5

Consider the following (example) code:

class A
{
private:
    int *_a;
public:
    A() { /* initialize _a to something */ }
    ~A() { /* deallocate _a */ }
    void setA(int i) const
    {
        _a[i] = 3;
    }
};

This code compiles and will perform as expected (i.e., if you call setA with some input i, it will set the ith element of _a to 3). My concern is with the const modifier attached to the function setA. There is no danger of a compiler error (or worse, undefined behavior) due to this modifier - the class A only contains a pointer to the data that is being modified, not the data itself. With that said, I can't help but feel that using the const modifier for a function that does in fact modify the data that A is in charge of maintaining is wrong, somehow. Am I being oversensitive here, or is this truly bad practice?

5
  • 1
    If a function has type void, then it has to modify state to have any observable effect.
    – gardenhead
    Oct 27, 2016 at 19:06
  • @gardenhead: It doesn't have to modify the pointer itself (in the example, _a), just what it points to. This will have an observable effect on the data, but not on the member variable (which is just the pointer).
    – R_Kapp
    Oct 27, 2016 at 19:07
  • I know. What I meant by my comment is that anyone who sees that function signature knows immediately that some mutation must be happening.
    – gardenhead
    Oct 27, 2016 at 19:10
  • 1
    @gardenhead: Would your opinion change if the function were instead to return a non-const int & (via return _a[i];). This still leaves open the possibility of mutation, the signature still indicates const, and it isn't immediately obvious anymore. (Let me know if you think I should edit this addition into the question as well)
    – R_Kapp
    Oct 27, 2016 at 19:14
  • Yes it would. That's bad practice, because a function should not both return a value and mutate observable state. Do one or the other. Also, it seems the general issue here is that C++'s const (from what I understand of it) is just not a very useful feature.
    – gardenhead
    Oct 27, 2016 at 19:27

2 Answers 2

10

In your example it is probably very bad idea to modify _a[i].

Having said that I would like to elaborate a bit more:

const is a very useful keyword. If you read some Bjarne's or Scott's books, there is written to use const as often as possible. Moreover changing data in function declared const is not only possible, it is sometimes good practice! Just remember that care is needed when deciding if your case is one of those 'some' times. Why on Earth they would put keyword mutable in C++ if it should not be used?

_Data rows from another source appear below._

//! Database operations for the product catalog.
//!
//! Plain CRUD goes through [`ProductRepository`] against the pool. The stock
//! helpers at the bottom instead take an explicit transaction handle, so a
//! batch coordinator can keep every read and write of one batch inside a
//! single transaction.

use chrono::{DateTime, Utc};
use rust_decimal::Decimal;
use sqlx::{PgPool, Postgres, Transaction};

use stockroom_core::{ProductId, StockLevel};

use super::{RepositoryError, page_offset};
use crate::models::product::{CreateProductInput, Product, UpdateProductInput};

// =============================================================================
// Internal Row Types
// =============================================================================

/// Internal row type for product queries.
#[derive(Debug, sqlx::FromRow)]
struct ProductRow {
    id: i32,
    category: String,
    name: String,
    price: Decimal,
    description: String,
    image: String,
    quantity: i32,
    sales: i32,
    waste: i32,
    is_active: bool,
    created_at: DateTime<Utc>,
    updated_at: DateTime<Utc>,
}

impl From<ProductRow> for Product {
    fn from(row: ProductRow) -> Self {
        let available = StockLevel::new(row.quantity, row.sales, row.waste).available();
        Self {
            id: ProductId::new(row.id),
            category: row.category,
            name: row.name,
            price: row.price,
            description: row.description,
            image: row.image,
            quantity: row.quantity,
            sales: row.sales,
            waste: row.waste,
            available,
            is_active: row.is_active,
            created_at: row.created_at,
            updated_at: row.updated_at,
        }
    }
}

const PRODUCT_COLUMNS: &str = "id, category, name, price, description, image, \
     quantity, sales, waste, is_active, created_at, updated_at";

/// A product's name and stock counters, as locked inside a batch transaction.
#[derive(Debug, Clone)]
pub struct ProductStock {
    /// Display name, carried along for error reporting.
    pub name: String,
    /// The three counters as a value object.
    pub level: StockLevel,
}

// =============================================================================
// Repository
// =============================================================================

/// Repository for product catalog database operations.
pub struct ProductRepository<'a> {
    pool: &'a PgPool,
}

impl<'a> ProductRepository<'a> {
    /// Create a new product repository.
    #[must_use]
    pub const fn new(pool: &'a PgPool) -> Self {
        Self { pool }
    }

    /// Create a new product.
    ///
    /// # Errors
    ///
    /// Returns `RepositoryError::Database` if the query fails.
    pub async fn create(&self, input: &CreateProductInput) -> Result<Product, RepositoryError> {
        let row: ProductRow = sqlx::query_as(&format!(
            "INSERT INTO products (category, name, price, description, image, quantity)
             VALUES ($1, $2, $3, $4, $5, $6)
             RETURNING {PRODUCT_COLUMNS}"
        ))
        .bind(&input.category)
        .bind(&input.name)
        .bind(input.price)
        .bind(&input.description)
        .bind(&input.image)
        .bind(input.quantity)
        .fetch_one(self.pool)
        .await?;

        Ok(row.into())
    }

    /// List active products in insertion order.
    ///
    /// Returns the requested page together with the total count of active
    /// products.
    ///
    /// # Errors
    ///
    /// Returns `RepositoryError::Database` if a query fails.
    pub async fn list(&self, page: u32, limit: u32) -> Result<(Vec<Product>, i64), RepositoryError> {
        let rows: Vec<ProductRow> = sqlx::query_as(&format!(
            "SELECT {PRODUCT_COLUMNS}
             FROM products
             WHERE is_active = TRUE
             ORDER BY id
             LIMIT $1 OFFSET $2"
        ))
        .bind(i64::from(limit))
        .bind(page_offset(page, limit))
        .fetch_all(self.pool)
        .await?;

        let total: i64 = sqlx::query_scalar("SELECT COUNT(*) FROM products WHERE is_active = TRUE")
            .fetch_one(self.pool)
            .await?;

        Ok((rows.into_iter().map(Into::into).collect(), total))
    }

    /// Get a product by ID. Inactive products are still reachable by ID.
    ///
    /// # Errors
    ///
    /// Returns `RepositoryError::Database` if the query fails.
    pub async fn get(&self, id: ProductId) -> Result<Option<Product>, RepositoryError> {
        let row: Option<ProductRow> = sqlx::query_as(&format!(
            "SELECT {PRODUCT_COLUMNS} FROM products WHERE id = $1"
        ))
        .bind(id)
        .fetch_optional(self.pool)
        .await?;

        Ok(row.map(Into::into))
    }

    /// Update a product; absent input fields keep their stored values.
    ///
    /// # Errors
    ///
    /// Returns `RepositoryError::NotFound` if the product does not exist and
    /// `RepositoryError::Conflict` if the update would overdraw the stock
    /// counters.
    pub async fn update(
        &self,
        id: ProductId,
        input: &UpdateProductInput,
    ) -> Result<Product, RepositoryError> {
        let row: Option<ProductRow> = sqlx::query_as(&format!(
            "UPDATE products SET
                 category = COALESCE($2, category),
                 name = COALESCE($3, name),
                 price = COALESCE($4, price),
                 description = COALESCE($5, description),
                 image = COALESCE($6, image),
                 quantity = COALESCE($7, quantity),
                 updated_at = NOW()
             WHERE id = $1
             RETURNING {PRODUCT_COLUMNS}"
        ))
        .bind(id)
        .bind(input.category.as_deref())
        .bind(input.name.as_deref())
        .bind(input.price)
        .bind(input.description.as_deref())
        .bind(input.image.as_deref())
        .bind(input.quantity)
        .fetch_optional(self.pool)
        .await
        .map_err(|e| {
            if let sqlx::Error::Database(db_err) = &e
                && db_err.is_check_violation()
            {
                return RepositoryError::Conflict(
                    "stock counters cannot go negative".to_string(),
                );
            }
            RepositoryError::Database(e)
        })?;

        row.map(Into::into).ok_or(RepositoryError::NotFound)
    }

    /// Soft-delete a product by clearing its active flag.
    ///
    /// # Errors
    ///
    /// Returns `RepositoryError::NotFound` if the product does not exist.
    pub async fn soft_delete(&self, id: ProductId) -> Result<(), RepositoryError> {
        let result = sqlx::query(
            "UPDATE products SET is_active = FALSE, updated_at = NOW() WHERE id = $1",
        )
        .bind(id)
        .execute(self.pool)
        .await?;

        if result.rows_affected() == 0 {
            return Err(RepositoryError::NotFound);
        }

        Ok(())
    }

    // =========================================================================
    // Stock helpers (transaction-scoped)
    // =========================================================================

    /// Load a product's counters inside `tx`, locking the row.
    ///
    /// `FOR UPDATE` serializes concurrent batches touching the same product;
    /// re-reads within the same transaction observe earlier
    /// [`store_stock`](Self::store_stock) writes.
    ///
    /// # Errors
    ///
    /// Returns `RepositoryError::Database` if the query fails.
    pub async fn stock_for_update(
        tx: &mut Transaction<'_, Postgres>,
        id: ProductId,
    ) -> Result<Option<ProductStock>, RepositoryError> {
        let row: Option<(String, i32, i32, i32)> = sqlx::query_as(
            "SELECT name, quantity, sales, waste FROM products WHERE id = $1 FOR UPDATE",
        )
        .bind(id)
        .fetch_optional(&mut **tx)
        .await?;

        Ok(row.map(|(name, quantity, sales, waste)| ProductStock {
            name,
            level: StockLevel::new(quantity, sales, waste),
        }))
    }

    /// Persist updated counters inside `tx`.
    ///
    /// # Errors
    ///
    /// Returns `RepositoryError::Database` if the query fails.
    pub async fn store_stock(
        tx: &mut Transaction<'_, Postgres>,
        id: ProductId,
        level: StockLevel,
    ) -> Result<(), RepositoryError> {
        sqlx::query(
            "UPDATE products
             SET quantity = $2, sales = $3, waste = $4, updated_at = NOW()
             WHERE id = $1",
        )
        .bind(id)
        .bind(level.quantity)
        .bind(level.sales)
        .bind(level.waste)
        .execute(&mut **tx)
        .await?;

        Ok(())
    }
}
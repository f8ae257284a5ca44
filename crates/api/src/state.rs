//! Shared application state.

use std::sync::Arc;

use sqlx::PgPool;

use crate::config::ApiConfig;

/// Shared application state, cheap to clone into handlers.
#[derive(Clone)]
pub struct AppState {
    inner: Arc<AppStateInner>,
}

struct AppStateInner {
    config: ApiConfig,
    pool: PgPool,
}

impl AppState {
    /// Create the shared state.
    #[must_use]
    pub fn new(config: ApiConfig, pool: PgPool) -> Self {
        Self {
            inner: Arc::new(AppStateInner { config, pool }),
        }
    }

    /// Application configuration.
    #[must_use]
    pub fn config(&self) -> &ApiConfig {
        &self.inner.config
    }

    /// Database connection pool.
    #[must_use]
    pub fn pool(&self) -> &PgPool {
        &self.inner.pool
    }
}
//! Core types for Stockroom.
//!
//! This module provides type-safe wrappers for common domain concepts.

pub mod id;
pub mod stock;

pub use id::*;
pub use stock::{AdjustmentKind, StockError, StockLevel};
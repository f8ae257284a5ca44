//! Application error types and HTTP response mapping.

use axum::Json;
use axum::http::StatusCode;
use axum::response::{IntoResponse, Response};
use serde_json::json;

use crate::db::RepositoryError;
use crate::services::profit::ProfitError;
use crate::services::stock::StockBatchError;
use crate::services::uploads::UploadError;

/// Top level application error.
#[derive(Debug, thiserror::Error)]
pub enum AppError {
    /// Database error.
    #[error(transparent)]
    Database(#[from] RepositoryError),

    /// Stock batch error.
    #[error(transparent)]
    Stock(#[from] StockBatchError),

    /// Profit calculation error.
    #[error(transparent)]
    Profit(#[from] ProfitError),

    /// Image upload error.
    #[error(transparent)]
    Upload(#[from] UploadError),

    /// A requested entity does not exist.
    #[error("{0}")]
    NotFound(String),

    /// The request was malformed.
    #[error("{0}")]
    BadRequest(String),

    /// Anything else.
    #[error("{0}")]
    Internal(String),
}

impl AppError {
    fn status(&self) -> StatusCode {
        match self {
            Self::Database(RepositoryError::NotFound)
            | Self::Stock(StockBatchError::NotFound(_))
            | Self::NotFound(_) => StatusCode::NOT_FOUND,
            Self::Database(RepositoryError::Conflict(_)) | Self::Stock(StockBatchError::Conflict) => {
                StatusCode::CONFLICT
            }
            Self::Stock(
                StockBatchError::InsufficientStock { .. } | StockBatchError::InvalidInput(_),
            )
            | Self::Profit(_)
            | Self::BadRequest(_) => StatusCode::BAD_REQUEST,
            Self::Upload(UploadError::Io(_)) => StatusCode::INTERNAL_SERVER_ERROR,
            Self::Upload(_) => StatusCode::BAD_REQUEST,
            Self::Database(_) | Self::Stock(StockBatchError::Repository(_)) | Self::Internal(_) => {
                StatusCode::INTERNAL_SERVER_ERROR
            }
        }
    }

    /// The message sent to the client. Server-side failures are masked.
    fn message(&self) -> String {
        if self.status().is_server_error() {
            "Internal server error".to_string()
        } else {
            self.to_string()
        }
    }
}

impl IntoResponse for AppError {
    fn into_response(self) -> Response {
        let status = self.status();

        if status.is_server_error() {
            let event_id = sentry::capture_error(&self);
            tracing::error!(error = %self, sentry_event_id = %event_id, "request failed");
        }

        (status, Json(json!({ "error": self.message() }))).into_response()
    }
}

/// Convenience alias for handler results.
pub type Result<T> = std::result::Result<T, AppError>;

An example (from one of aforementioned authors if I remember correctly) of good usage of mutable:

Consider class Polygon:

class Polygon
{
    void calculate_area() { /* we calculate m_area */ }

    std::vector<Vertex> m_vertexes;
    double m_area;

public:
    Polygon(std::initializer_list<Vertex> v_list): m_vertexes(v_list) {}

    double area() const { return m_area; }
    void add_vertex(Vertex v)
    {
        m_vertexes.push_back(v);
        calculate_area();
    }
};

It is quite straightforaward, isn't it? We don't want to calculate area every time we are asked to return it, so we store its value in m_area member variable and return this variable. Method double area() is const, it doesn't change anything after all. The thing is we have to compute area every time we change our Polygon! Let's say we add a hundred vertexes one by one... A hundred area recalculations! 99 of those totally unnecessary. We want to recalculate only if we are asked to deliver area. So what do we do?

We use mutable!

class Polygon
{
    void calculate_area() const
    {
        /* we calculate m_area */
        m_recalculate_area = false;
    }

    std::vector<Vertex> m_vertexes;
    mutable bool m_recalculate_area = false;
    mutable double m_area = 0.0;

public:
    Polygon(std::initializer_list<Vertex> v_list): m_vertexes(v_list)
    { m_recalculate_area = true; }

    double area() const
    {
        if(m_recalculate_area)
        { calculate_area(); }

        return m_area;
    }

    void add_vertex(Vertex v)
    {
        m_vertexes.push_back(v);
        m_recalculate_area = true;
    }
};

The effect is pretty nice: for a user of our class method double area() still doesn't modify object it's working on, so it is still const. But inside we gained a lot! Area will be recalculated only when there is need for it. If nobody asks for area it won't be calculated at all!

So, as I understand it, const should indicate that "as far as class user is concerned" method does not modify object. User of our API is usually not interested in implementation details. If he is, then we have documentation :) .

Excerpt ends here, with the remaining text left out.